Wer vietnamesisches Essen hauptsächlich durch Phở und Sommerrollen kennt, hat erst einen kleinen Ausschnitt einer ausgesprochen vielseitigen Esskultur kennengelernt. Vietnam erstreckt sich über mehr als 1.600 Kilometer von Norden nach Süden und weist entsprechend unterschiedliche klimatische und kulturelle Einflüsse auf. Diese spiegeln sich auch in den regionalen Küchen wider. Im Norden werden Gerichte häufig zurückhaltender gewürzt, Zentralvietnam ist unter anderem für intensivere und teilweise schärfere Speisen bekannt, während im Süden häufiger süßliche Komponenten und eine große Vielfalt frischer Zutaten anzutreffen sind. Hinzu kommen lokale Traditionen, die dafür sorgen, dass selbst bekannte Gerichte von Region zu Region unterschiedlich zubereitet werden können.

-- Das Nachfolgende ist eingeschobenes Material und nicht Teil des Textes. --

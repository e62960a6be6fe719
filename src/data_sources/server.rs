//! `hetznerrobot_server` data source.

use serde_json::{json, Value};

use super::DataSource;
use crate::client::{RobotClient, RobotServer};
use crate::error::ProviderError;
use crate::resources::get_u64;
use crate::schema::{Attribute, AttributeType, Schema};

pub struct ServerDataSource;

const FLAGS: &[(&str, &str)] = &[
    ("reset", "Reset available"),
    ("rescue", "Rescue system available"),
    ("vnc", "VNC installation available"),
    ("windows", "Windows installation available"),
    ("plesk", "Plesk installation available"),
    ("cpanel", "cPanel installation available"),
    ("wol", "Wake On LAN available"),
    ("hot_swap", "Hot swap available"),
];

fn server_data(server: &RobotServer) -> Value {
    json!({
        "id": server.server_number.to_string(),
        "server_number": server.server_number,
        "server_name": server.server_name,
        "server_ip": server.server_ip,
        "server_ipv6": server.server_ipv6_net,
        "datacenter": server.dc,
        "is_cancelled": server.cancelled,
        "paid_until": server.paid_until,
        "product": server.product,
        "ip_addresses": server.ip,
        "server_subnets": server.subnet,
        "status": server.status,
        "traffic": server.traffic,
        "linked_storagebox": server.linked_storagebox,
        "reset": server.reset,
        "rescue": server.rescue,
        "vnc": server.vnc,
        "windows": server.windows,
        "plesk": server.plesk,
        "cpanel": server.cpanel,
        "wol": server.wol,
        "hot_swap": server.hot_swap,
    })
}

#[async_trait::async_trait]
impl DataSource for ServerDataSource {
    fn type_name(&self) -> &'static str {
        "hetznerrobot_server"
    }

    fn schema(&self) -> Schema {
        let schema = Schema::v0()
            .with_description("Look up a dedicated server by number")
            .with_attribute("id", Attribute::computed_string())
            .with_attribute("server_number", Attribute::required_int64())
            .with_attribute("server_name", Attribute::computed_string())
            .with_attribute("server_ip", Attribute::computed_string())
            .with_attribute("server_ipv6", Attribute::computed_string().with_description("Server IPv6 net"))
            .with_attribute("datacenter", Attribute::computed_string())
            .with_attribute("is_cancelled", Attribute::computed_bool())
            .with_attribute("paid_until", Attribute::computed_string())
            .with_attribute("product", Attribute::computed_string())
            .with_attribute("ip_addresses", Attribute::computed_list(AttributeType::String))
            .with_attribute(
                "server_subnets",
                Attribute::computed_list(AttributeType::object([
                    ("ip", AttributeType::String),
                    ("mask", AttributeType::String),
                ])),
            )
            .with_attribute("status", Attribute::computed_string())
            .with_attribute(
                "traffic",
                Attribute::computed_string().with_description("Free traffic quota, 'unlimited' in case of unlimited traffic"),
            )
            .with_attribute("linked_storagebox", Attribute::computed_int64());

        FLAGS.iter().fold(schema, |schema, (name, description)| {
            schema.with_attribute(*name, Attribute::computed_bool().with_description(*description))
        })
    }

    async fn read(&self, client: &RobotClient, config: Value) -> Result<Value, ProviderError> {
        let number = get_u64(&config, "server_number")?;
        let server = client
            .get_server(number)
            .await
            .map_err(|e| e.or_not_found(format!("server {}", number)))?;
        Ok(server_data(&server))
    }
}
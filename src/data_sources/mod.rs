//! Read-only data sources.

pub mod server;
pub mod ssh_key;
pub mod vswitch;

use std::collections::BTreeMap;

use serde_json::Value;

use crate::client::RobotClient;
use crate::error::ProviderError;
use crate::schema::Schema;

/// A data source looks an object up by the identifying attribute in its config.
#[async_trait::async_trait]
pub trait DataSource: Send + Sync {
    fn type_name(&self) -> &'static str;

    fn schema(&self) -> Schema;

    async fn read(&self, client: &RobotClient, config: Value) -> Result<Value, ProviderError>;
}

/// All data sources keyed by type name.
pub fn registry() -> BTreeMap<&'static str, Box<dyn DataSource>> {
    let data_sources: Vec<Box<dyn DataSource>> = vec![
        Box::new(server::ServerDataSource),
        Box::new(ssh_key::SshKeyDataSource),
        Box::new(vswitch::VSwitchDataSource),
    ];
    data_sources.into_iter().map(|d| (d.type_name(), d)).collect()
}

#[cfg(test)]
mod tests {
    use super::*;

    #[test]
    fn test_registry_names() {
        let names: Vec<_> = registry().keys().copied().collect();
        assert_eq!(
            names,
            vec!["hetznerrobot_server", "hetznerrobot_ssh_key", "hetznerrobot_vswitch"]
        );
    }

    #[test]
    fn test_every_schema_has_id() {
        for (name, data_source) in registry() {
            assert!(data_source.schema().attribute("id").is_some(), "{name} has no id");
        }
    }
}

Charakteristisch ist häufig das Zusammenspiel von frisch zubereiteten und gekochten Komponenten. Kräuter, Salate und Gemüse werden mit warmen Brühen, Reis, Nudeln, Fleisch oder Fisch kombiniert. Fischsauce, Limette, Chili und verschiedene Gewürze sorgen für zusätzliche geschmackliche Ebenen. Dabei geht es nicht darum, dass eine einzelne Zutat dominiert. Vielmehr entsteht der Geschmack aus dem Verhältnis von salzigen, sauren, süßen, scharfen und aromatischen Komponenten. Gerade diese Balance macht vietnamesische küche für viele Menschen interessant. Auch unterschiedliche Texturen gehören zum Erlebnis: Knackiges Gemüse trifft beispielsweise auf weiche Reisnudeln, während frische Kräuter einen Kontrast zu gebratenen oder langsam gegarten Zutaten bilden.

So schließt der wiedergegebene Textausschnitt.